Wednesday, November 07, 2012

Obama!


Obama wins! Here's a few random disconnected thoughts.

First off, I am greatly relieved that the gains of Obama's progressive coalition (most crucially Obamacare) will not be rolled back and that he will have 4 more years to make slow, frustrating, incremental progress. I'm glad that the birthers and the Muslim-baiters lost and that their simmering xenophobia against the president wasn't validated. Romney's gracious concession speech took some of the sting out, but man was he the wrong guy at the wrong time. I'm also ready to clear out some space in my head to think about something other than electoral politics. Consider this a mental spring-cleaning post.

The space of issues addressed in national elections is so narrow. On many of the most crucial topics there is either a bipartisan consensus or a conspiracy of silence: climate change, the war on drugs, the war on terror, incarceration, voting rights, the surveillance state, campaign finance reform, etc. This silence is a structural problem during elections, but for the other 4 years it's incumbent on us the citizenry to shift the debate and push these topics into the conversation. That's sort of where my head is right now.

Obviously, last night was a big break through for LGBTQ rights. Our first openly gay Senator and (possibly) 4 states legalizing marriage equality (!!!). Change seems so slow for so long and then it comes on so fast. And 2 states outright legalizing marijuana (not just the medical kind)? Wow. Is that the first shot in the war on the war on drugs?

I am also grateful that the tidal wave of Citizens United dark money did not put Romney o'er the top. In fact, the election proved pretty handily that the marginal value of that last ad buy in Ohio is pretty much zero. Maybe the tide of plutocrat-cash will recede a bit. In CA ballot initiatives it looks like Three Strikes has been reformed (yay!) and Prop 13 amended (yay!), although the Death Penalty survived (boo!).
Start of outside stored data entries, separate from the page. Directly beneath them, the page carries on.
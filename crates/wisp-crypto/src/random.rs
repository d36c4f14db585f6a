//! Secure random number generation.
//!
//! All randomness comes from the operating system CSPRNG.

use crate::CryptoError;

/// Fill a buffer with random bytes from the OS CSPRNG.
///
/// # Errors
///
/// Returns [`CryptoError::RandomFailed`] if the underlying OS CSPRNG fails.
pub fn fill_random(buf: &mut [u8]) -> Result<(), CryptoError> {
    getrandom::getrandom(buf).map_err(|_| CryptoError::RandomFailed)
}

/// Generate a random 8-byte array.
///
/// # Errors
///
/// Returns [`CryptoError::RandomFailed`] if the underlying OS CSPRNG fails.
pub fn random_8() -> Result<[u8; 8], CryptoError> {
    let mut buf = [0u8; 8];
    fill_random(&mut buf)?;
    Ok(buf)
}

/// Generate a random 12-byte array.
///
/// # Errors
///
/// Returns [`CryptoError::RandomFailed`] if the underlying OS CSPRNG fails.
pub fn random_12() -> Result<[u8; 12], CryptoError> {
    let mut buf = [0u8; 12];
    fill_random(&mut buf)?;
    Ok(buf)
}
If Obama were smart he would push immigration reform first thing in January. The big media narrative is that Romney lost due to demographic changes and that the R's will have to evolve or die. This might make a big bipartisan bill doable. We'll see. Best pundit line of the night: "Romney self-deported himself from the White House" with his far-right shift on immigration in the primaries.

Here are a handful of interesting takes on the results:

Finally, the polling averages were pretty bang on. If I'm reading it right Nate Silver went 51-for-51 (just barely calling FL for Obama) and so did Pollster. A lot of conservative pundits were waaaay off, and I'm not sure if that's just industrial-strength epistemic closure and the Fox Bubble, or more a function of needing to boost Team Red in the homestretch. I kind of suspect it was the former.

2 comments:

Marty said...

There was an article in the local paper today that said something to the effect of "Obama was disproportionately favored by women, blacks, Hispanics, people under 30, and jews". It amused me greatly.

t said...

Hey Marty - Ha! Yeah, I know, it's like, oh is that all?